I feel young inside and out, even at 50.

I don’t live in constant fear my kidneys will go on strike after decades (of just getting by) with faulty original parts. I would not look in my mirror and see spotty brown patches on my skin — like someone held a screen up to me and flicked brown paint. I would not feel the weight of thick heavy wrinkles, like glossy quotation marks bracketing my eyes, accentuating my youth is gone.

I would see less of me, where there is now more. My eyes would focus clearly, on their own, both near and far away. My teeth would be white and straight. My gray hair would turn back to its original rich chestnut, with blonde streaks (in just the right places) and fall naturally on my shoulders like it did when I was in my twenties.

I would be happier with my reflection.
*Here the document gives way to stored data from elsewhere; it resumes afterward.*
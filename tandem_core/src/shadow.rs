//! The shadow side of a provider pair.
//!
//! The shadow never calls a genuine provider. For every operation it
//! resolves what the real side recorded, compares its own inputs with the
//! recorded ones, and returns the recorded outputs. Mismatches are
//! collected as divergences; they never reach the caller and never panic.
//!
//! Resolution depends on the operation:
//!
//! | operations | store | on missing record |
//! |---|---|---|
//! | close, input, validate, configure | single-slot cell, read once | neutral result, nothing to compare |
//! | apply, diff, refresh, import, data reads | keyed by human id, waits for the key | unknown call once the state closes |
//! | validate_resource, validate_data_source | append list keyed by kind, waits for a matching config | unknown call once the state closes |

use crate::divergence::{Divergence, Divergences, Operation, ShadowError};
use crate::keyed::{Change, KeyedValue, Snapshot};
use crate::real::RealProvider;
use crate::record::ValidateKindCall;
use crate::shared::SharedState;
use async_trait::async_trait;
use std::fmt::Debug;
use std::sync::Arc;
use tandem_env::{
    DataSource, InstanceDiff, InstanceInfo, InstanceState, ProviderError, ResourceConfig,
    ResourceProvider, ResourceType, UiInput, Validation,
};

/// Key reported for operations made once per provider instance.
pub const PROVIDER_KEY: &str = "provider";

/// Lifecycle hooks specific to a shadow provider.
pub trait Shadow {
    /// Closes the shared state, releasing every waiting shadow call.
    ///
    /// Returns `false` if it was already closed.
    fn close_shadow(&self) -> bool;

    /// Returns every divergence found so far, or `None` if there were none.
    fn shadow_error(&self) -> Option<ShadowError>;
}

/// Creates a real/shadow pair around `provider`.
///
/// The real half forwards to `provider` and records every call; the shadow
/// half replays them. `provider.resources()` and
/// `provider.data_sources()` are queried once here and cached by the
/// shadow, which assumes they do not change during the run.
pub fn new_shadow_provider<P: ResourceProvider>(provider: P) -> (RealProvider<P>, ShadowProvider) {
    let shared = SharedState::shared();
    let shadow = ShadowProvider::new(
        Arc::clone(&shared),
        provider.resources(),
        provider.data_sources(),
    );
    let real = RealProvider::new(provider, shared);
    (real, shadow)
}

/// Replays a real provider's recorded calls without side effects.
pub struct ShadowProvider {
    shared: Arc<SharedState>,

    // Static metadata cached from the real provider
    resources: Vec<ResourceType>,
    data_sources: Vec<DataSource>,

    divergences: Divergences,
}

impl ShadowProvider {
    /// Creates a shadow reading from `shared`.
    ///
    /// # Precondition
    ///
    /// `resources` and `data_sources` must be the real provider's static
    /// metadata, and that metadata must not change for the rest of the run.
    /// They are returned verbatim and never compared.
    pub fn new(
        shared: Arc<SharedState>,
        resources: Vec<ResourceType>,
        data_sources: Vec<DataSource>,
    ) -> Self {
        Self {
            shared,
            resources,
            data_sources,
            divergences: Divergences::new(),
        }
    }

    /// Returns the state this shadow reads from.
    pub fn shared(&self) -> &Arc<SharedState> {
        &self.shared
    }

    /// Returns the divergence collector.
    pub fn divergences(&self) -> &Divergences {
        &self.divergences
    }

    fn compare<V>(&self, operation: Operation, key: &str, field: &'static str, real: &V, shadow: &V)
    where
        V: PartialEq + Debug + ?Sized,
    {
        if real != shadow {
            self.divergences
                .push(Divergence::mismatch(operation, key, field, real, shadow));
        }
    }

    fn unknown_call(&self, operation: Operation, key: &str, shadow: &impl Debug) {
        self.divergences
            .push(Divergence::unknown_call(operation, key, shadow));
    }
}

/// Waits until `key` has a published value or the store closes.
async fn resolve<T: Clone>(store: &KeyedValue<T>, key: &str) -> Option<T> {
    let Snapshot { version, value } = store.snapshot(key);
    if value.is_some() {
        return value;
    }
    match store.wait_for_change(key, version).await {
        Change::Changed { value, .. } => Some(value),
        Change::Closed => None,
    }
}

/// Scans the append list under `key` for a call with an equal config,
/// waiting for more calls until one matches or the store closes.
async fn resolve_matching(
    store: &KeyedValue<Vec<Arc<ValidateKindCall>>>,
    key: &str,
    config: &ResourceConfig,
) -> Option<Arc<ValidateKindCall>> {
    let Snapshot {
        mut version,
        mut value,
    } = store.snapshot(key);

    loop {
        let found = value
            .iter()
            .flatten()
            .find(|call| call.config == *config)
            .cloned();
        if found.is_some() {
            return found;
        }

        match store.wait_for_change(key, version).await {
            Change::Changed {
                version: next,
                value: calls,
            } => {
                version = next;
                value = Some(calls);
            }
            Change::Closed => return None,
        }
    }
}

impl Shadow for ShadowProvider {
    fn close_shadow(&self) -> bool {
        self.shared.close()
    }

    fn shadow_error(&self) -> Option<ShadowError> {
        self.divergences.error()
    }
}

#[async_trait]
impl ResourceProvider for ShadowProvider {
    async fn input(
        &self,
        _input: &dyn UiInput,
        config: &ResourceConfig,
    ) -> Result<ResourceConfig, ProviderError> {
        let Some(call) = self.shared.input.value() else {
            return Ok(ResourceConfig::default());
        };
        self.compare(Operation::Input, PROVIDER_KEY, "config", &call.config, config);
        call.result.clone()
    }

    async fn validate(&self, config: &ResourceConfig) -> Validation {
        let Some(call) = self.shared.validate.value() else {
            return Validation::default();
        };
        self.compare(Operation::Validate, PROVIDER_KEY, "config", &call.config, config);
        call.result.clone()
    }

    async fn configure(&self, config: &ResourceConfig) -> Result<(), ProviderError> {
        let Some(call) = self.shared.configure.value() else {
            return Ok(());
        };
        self.compare(Operation::Configure, PROVIDER_KEY, "config", &call.config, config);
        call.result.clone()
    }

    async fn validate_resource(&self, type_name: &str, config: &ResourceConfig) -> Validation {
        match resolve_matching(&self.shared.validate_resource, type_name, config).await {
            Some(call) => call.result.clone(),
            None => {
                self.unknown_call(Operation::ValidateResource, type_name, config);
                Validation::default()
            }
        }
    }

    async fn apply(
        &self,
        info: &InstanceInfo,
        state: Option<&InstanceState>,
        diff: &InstanceDiff,
    ) -> Result<Option<InstanceState>, ProviderError> {
        let key = info.human_id();
        let Some(call) = resolve(&self.shared.apply, &key).await else {
            self.unknown_call(Operation::Apply, &key, &(state, diff));
            return Ok(None);
        };
        self.compare(Operation::Apply, &key, "state", &call.state.as_ref(), &state);
        self.compare(Operation::Apply, &key, "diff", &call.diff, diff);
        call.result.clone()
    }

    async fn diff(
        &self,
        info: &InstanceInfo,
        state: Option<&InstanceState>,
        desired: &ResourceConfig,
    ) -> Result<Option<InstanceDiff>, ProviderError> {
        let key = info.human_id();
        let Some(call) = resolve(&self.shared.diff, &key).await else {
            self.unknown_call(Operation::Diff, &key, &(state, desired));
            return Ok(None);
        };
        self.compare(Operation::Diff, &key, "state", &call.state.as_ref(), &state);
        self.compare(Operation::Diff, &key, "desired config", &call.desired, desired);
        call.result.clone()
    }

    async fn refresh(
        &self,
        info: &InstanceInfo,
        state: &InstanceState,
    ) -> Result<Option<InstanceState>, ProviderError> {
        let key = info.human_id();
        let Some(call) = resolve(&self.shared.refresh, &key).await else {
            self.unknown_call(Operation::Refresh, &key, state);
            return Ok(None);
        };
        self.compare(Operation::Refresh, &key, "state", &call.state, state);
        call.result.clone()
    }

    async fn import_state(
        &self,
        info: &InstanceInfo,
        id: &str,
    ) -> Result<Vec<InstanceState>, ProviderError> {
        let key = info.human_id();
        let Some(call) = resolve(&self.shared.import_state, &key).await else {
            self.unknown_call(Operation::ImportState, &key, &id);
            return Ok(Vec::new());
        };
        self.compare(Operation::ImportState, &key, "id", call.id.as_str(), id);
        call.result.clone()
    }

    async fn validate_data_source(&self, type_name: &str, config: &ResourceConfig) -> Validation {
        match resolve_matching(&self.shared.validate_data_source, type_name, config).await {
            Some(call) => call.result.clone(),
            None => {
                self.unknown_call(Operation::ValidateDataSource, type_name, config);
                Validation::default()
            }
        }
    }

    async fn read_data_diff(
        &self,
        info: &InstanceInfo,
        desired: &ResourceConfig,
    ) -> Result<Option<InstanceDiff>, ProviderError> {
        let key = info.human_id();
        let Some(call) = resolve(&self.shared.read_data_diff, &key).await else {
            self.unknown_call(Operation::ReadDataDiff, &key, desired);
            return Ok(None);
        };
        self.compare(Operation::ReadDataDiff, &key, "desired config", &call.desired, desired);
        call.result.clone()
    }

    async fn read_data_apply(
        &self,
        info: &InstanceInfo,
        diff: &InstanceDiff,
    ) -> Result<Option<InstanceState>, ProviderError> {
        let key = info.human_id();
        let Some(call) = resolve(&self.shared.read_data_apply, &key).await else {
            self.unknown_call(Operation::ReadDataApply, &key, diff);
            return Ok(None);
        };
        self.compare(Operation::ReadDataApply, &key, "diff", &call.diff, diff);
        call.result.clone()
    }

    fn resources(&self) -> Vec<ResourceType> {
        self.resources.clone()
    }

    fn data_sources(&self) -> Vec<DataSource> {
        self.data_sources.clone()
    }

    async fn close(&self) -> Result<(), ProviderError> {
        self.shared.close.value().unwrap_or(Ok(()))
    }
}
//! Scenario runner - drives a real walk and a shadow walk side by side.

use crate::error::SimError;
use crate::provider::InMemoryProvider;
use crate::scenarios::ScenarioId;
use crate::walk::{Walk, WalkPlan};
use crate::world::{SimConfig, SimWorld};

use serde::Serialize;
use std::sync::Arc;
use std::time::Duration;
use tandem_core::{new_shadow_provider, Divergence, Operation, Shadow, ShadowError};
use tandem_env::{DefaultInput, ResourceProvider};
use tracing::{debug, info, warn};

/// Results from running a scenario.
#[derive(Debug, Clone, Serialize)]
pub struct ScenarioResult {
    /// Scenario that was run
    pub scenario: ScenarioId,

    /// Seed used
    pub seed: u64,

    /// Whether scenario passed all assertions
    pub passed: bool,

    /// Failure message if any
    pub failure_reason: Option<String>,

    /// Rendered divergences reported by the shadow
    pub divergences: Vec<String>,

    /// Metrics collected during run
    pub metrics: ScenarioMetrics,
}

impl ScenarioResult {
    fn failed(scenario: ScenarioId, seed: u64, reason: String) -> Self {
        Self {
            scenario,
            seed,
            passed: false,
            failure_reason: Some(reason),
            divergences: Vec::new(),
            metrics: ScenarioMetrics::default(),
        }
    }
}

/// Metrics collected during scenario execution.
#[derive(Debug, Clone, Default, Serialize)]
pub struct ScenarioMetrics {
    /// Resource-phase steps taken by the real walk
    pub real_steps: usize,

    /// Resource-phase steps taken by the shadow walk
    pub shadow_steps: usize,

    /// Keys with a recorded call in the shared state
    pub recorded_keys: usize,

    /// Divergences the scenario expects
    pub expected_divergences: usize,

    /// Objects left in the in-memory remote
    pub remote_objects: usize,

    /// Time both walks took together
    pub elapsed_ms: u64,
}

/// Runs dual-walk scenarios.
pub struct ScenarioRunner {
    /// Configuration seed
    seed: u64,

    /// Number of managed resources per walk
    num_resources: usize,

    /// Head start the shadow gets in `shadow_first`
    real_delay: Duration,
}

impl ScenarioRunner {
    /// Creates a new scenario runner.
    pub fn new(seed: u64, num_resources: usize) -> Self {
        Self {
            seed,
            num_resources,
            real_delay: Duration::from_millis(20),
        }
    }

    /// Sets how long the real walk waits in `shadow_first`.
    pub fn with_real_delay(mut self, delay: Duration) -> Self {
        self.real_delay = delay;
        self
    }

    /// Returns the world configuration for `scenario`.
    pub fn config_for(&self, scenario: ScenarioId) -> SimConfig {
        let base = SimConfig {
            seed: self.seed,
            num_resources: self.num_resources,
            ..SimConfig::default()
        };
        match scenario {
            ScenarioId::DataSources => SimConfig {
                num_data_sources: (self.num_resources / 2).max(2),
                ..base
            },
            ScenarioId::ShadowFirst => SimConfig {
                real_delay: self.real_delay,
                ..base
            },
            ScenarioId::Swarm => SimConfig {
                num_resources: self.num_resources * 4,
                num_data_sources: self.num_resources,
                lanes: 4,
                ..base
            },
            _ => base,
        }
    }

    /// Runs a scenario on a fresh runtime and returns the result.
    ///
    /// Must not be called from inside a tokio runtime.
    pub fn run(&self, scenario: ScenarioId) -> ScenarioResult {
        info!("Starting scenario: {} (seed={})", scenario.name(), self.seed);

        let outcome = tokio::runtime::Builder::new_multi_thread()
            .worker_threads(2)
            .enable_all()
            .build()
            .map_err(SimError::from)
            .and_then(|runtime| runtime.block_on(self.run_walks(scenario)));

        match outcome {
            Ok(result) => result,
            Err(e) => {
                warn!("{} could not run: {}", scenario.name(), e);
                ScenarioResult::failed(scenario, self.seed, e.to_string())
            }
        }
    }

    async fn run_walks(&self, scenario: ScenarioId) -> Result<ScenarioResult, SimError> {
        let config = self.config_for(scenario);
        let world = SimWorld::new(config.clone());
        let plan = Arc::new(WalkPlan::from_world(&world));
        let shadow_plan = match scenario {
            ScenarioId::OrphanCall => Arc::new(plan.as_ref().clone().with_resource(SimWorld::orphan())),
            _ => Arc::clone(&plan),
        };
        let shadow_seed = match scenario {
            ScenarioId::ReorderedValidation | ScenarioId::Swarm => self.seed ^ 0x5bd1e995,
            _ => self.seed,
        };

        let (real, shadow) = new_shadow_provider(InMemoryProvider::new(self.seed));
        let real = Arc::new(real);
        let shadow = Arc::new(shadow);

        let real_walk = Walk::new(Arc::clone(&real), Arc::clone(&plan))
            .with_order_seed(self.seed)
            .with_lanes(config.lanes);
        let shadow_walk = Walk::new(Arc::clone(&shadow), shadow_plan)
            .with_order_seed(shadow_seed)
            .with_lanes(config.lanes)
            .with_drift(scenario == ScenarioId::DriftedState);

        let started = std::time::Instant::now();

        // Provider-level calls are read once, so the real side goes first
        let (real_setup, _) = real_walk.provider_phase(&DefaultInput).await?;
        let (shadow_setup, _) = shadow_walk.provider_phase(&DefaultInput).await?;

        let delay = config.real_delay;
        let real_task = tokio::spawn(async move {
            tokio::time::sleep(delay).await;
            real_walk.run().await
        });
        let shadow_task = tokio::spawn(shadow_walk.run());

        let real_trace = real_task.await??;
        let real_close = real.close().await;

        // Releases shadow calls the real walk never answered
        shadow.close_shadow();
        let shadow_trace = shadow_task.await??;
        let shadow_close = shadow.close().await;

        let elapsed_ms = started.elapsed().as_millis() as u64;

        let divergences = shadow
            .shadow_error()
            .map(ShadowError::into_divergences)
            .unwrap_or_default();
        let expected = match scenario {
            ScenarioId::DriftedState => plan.resources.len(),
            // validate_resource and diff; apply and refresh are skipped
            ScenarioId::OrphanCall => 2,
            _ => 0,
        };

        let mut failures = Vec::new();

        let mut mismatched = real_setup.mismatches(&shadow_setup);
        mismatched.extend(real_trace.mismatches(&shadow_trace));
        if !mismatched.is_empty() {
            failures.push(format!(
                "{} shadow outputs differ from real: {}",
                mismatched.len(),
                mismatched.join(", ")
            ));
        }
        if real_close != shadow_close {
            failures.push(format!("close returned {:?} vs {:?}", real_close, shadow_close));
        }
        if divergences.len() != expected {
            failures.push(format!(
                "expected {} divergences, got {}",
                expected,
                divergences.len()
            ));
        }
        if let Some(unexpected) = divergences.iter().find(|d| !is_expected(scenario, d)) {
            failures.push(format!("unexpected divergence: {}", unexpected));
        }

        let inner = real.inner();
        if inner.close_count() != 1 {
            failures.push(format!("provider closed {} times", inner.close_count()));
        }
        if inner.remote_len() != plan.resources.len() {
            failures.push(format!(
                "{} remote objects for {} resources",
                inner.remote_len(),
                plan.resources.len()
            ));
        }

        let metrics = ScenarioMetrics {
            real_steps: real_trace.len(),
            shadow_steps: shadow_trace.len(),
            recorded_keys: real.shared().recorded_keys(),
            expected_divergences: expected,
            remote_objects: inner.remote_len(),
            elapsed_ms,
        };
        debug!(?metrics, "{} finished", scenario.name());

        let passed = failures.is_empty();
        if passed {
            info!(
                "✓ {} complete: {} steps, {} divergences",
                scenario.name(),
                metrics.real_steps,
                divergences.len()
            );
        }

        Ok(ScenarioResult {
            scenario,
            seed: self.seed,
            passed,
            failure_reason: (!passed).then(|| failures.join("; ")),
            divergences: divergences.iter().map(ToString::to_string).collect(),
            metrics,
        })
    }
}

/// Whether `divergence` is one `scenario` provokes on purpose.
fn is_expected(scenario: ScenarioId, divergence: &Divergence) -> bool {
    match scenario {
        ScenarioId::DriftedState => matches!(
            divergence,
            Divergence::Mismatch {
                operation: Operation::Refresh,
                field: "state",
                ..
            }
        ),
        ScenarioId::OrphanCall => {
            matches!(divergence, Divergence::UnknownCall { .. })
                && (divergence.key() == SimWorld::orphan().info.resource_type
                    || divergence.key() == SimWorld::orphan().info.human_id())
        }
        _ => false,
    }
}

#[cfg(test)]
mod tests {
    use super::*;
    use proptest::prelude::*;

    #[test]
    fn test_faithful_scenario() {
        let result = ScenarioRunner::new(42, 6).run(ScenarioId::Faithful);

        assert!(result.passed, "{:?}", result.failure_reason);
        assert!(result.divergences.is_empty());
        assert_eq!(result.metrics.real_steps, result.metrics.shadow_steps);
        assert_eq!(result.metrics.remote_objects, 6);
    }

    #[test]
    fn test_drifted_state_reports_each_refresh() {
        let result = ScenarioRunner::new(42, 5).run(ScenarioId::DriftedState);

        assert!(result.passed, "{:?}", result.failure_reason);
        assert_eq!(result.divergences.len(), 5);
        assert!(result.divergences[0].contains("'refresh'"));
        assert!(result.divergences[0].contains("drift"));
    }

    #[test]
    fn test_orphan_call_is_unknown() {
        let result = ScenarioRunner::new(7, 3).run(ScenarioId::OrphanCall);

        assert!(result.passed, "{:?}", result.failure_reason);
        assert_eq!(result.metrics.expected_divergences, 2);
        assert!(result.divergences.iter().all(|d| d.starts_with("unknown")));
        // Extra shadow steps for the orphan chain
        assert_eq!(result.metrics.shadow_steps, result.metrics.real_steps + 4);
    }

    #[test]
    fn test_shadow_first_waits_for_real() {
        let result = ScenarioRunner::new(42, 4)
            .with_real_delay(Duration::from_millis(30))
            .run(ScenarioId::ShadowFirst);

        assert!(result.passed, "{:?}", result.failure_reason);
        assert!(result.metrics.elapsed_ms >= 30);
    }

    #[test]
    fn test_remaining_scenarios_pass() {
        let runner = ScenarioRunner::new(42, 6);
        for scenario in [
            ScenarioId::ReorderedValidation,
            ScenarioId::DataSources,
            ScenarioId::Swarm,
        ] {
            let result = runner.run(scenario);
            assert!(result.passed, "{}: {:?}", scenario, result.failure_reason);
        }
    }

    #[test]
    fn test_swarm_scales_world() {
        let config = ScenarioRunner::new(1, 5).config_for(ScenarioId::Swarm);
        assert_eq!(config.num_resources, 20);
        assert_eq!(config.lanes, 4);
    }

    #[test]
    fn test_same_seed_same_result() {
        let a = ScenarioRunner::new(99, 6).run(ScenarioId::ReorderedValidation);
        let b = ScenarioRunner::new(99, 6).run(ScenarioId::ReorderedValidation);
        assert_eq!(a.metrics.recorded_keys, b.metrics.recorded_keys);
        assert_eq!(a.divergences, b.divergences);
    }

    proptest! {
        #![proptest_config(ProptestConfig::with_cases(12))]

        #[test]
        fn prop_every_scenario_passes(seed in any::<u64>(), resources in 1usize..8) {
            let runner = ScenarioRunner::new(seed, resources).with_real_delay(Duration::from_millis(2));
            for scenario in ScenarioId::all() {
                let result = runner.run(scenario);
                prop_assert!(result.passed, "{} seed={}: {:?}", scenario, seed, result.failure_reason);
            }
        }
    }
}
I would see what my daughter see’s when she looks at her mom.

In my other life…

I live in Manhattan, in an apartment that overlooks the lush green expansive park during the day, and a vision of glittery lights at night. I would throw fabulous parties. And provide cozy bedrooms for my kids when they visit. My son and I would attend the US Tennis Open every single year.

I would be committed in a delightfully mature and wonderfully passionate relationship, with a man that made me laugh. And dinner! He would ask me about my day as he kissed my neck. I’d kiss him back. Deeply.

In my other life …

my dog would be potty trained.

In my other life …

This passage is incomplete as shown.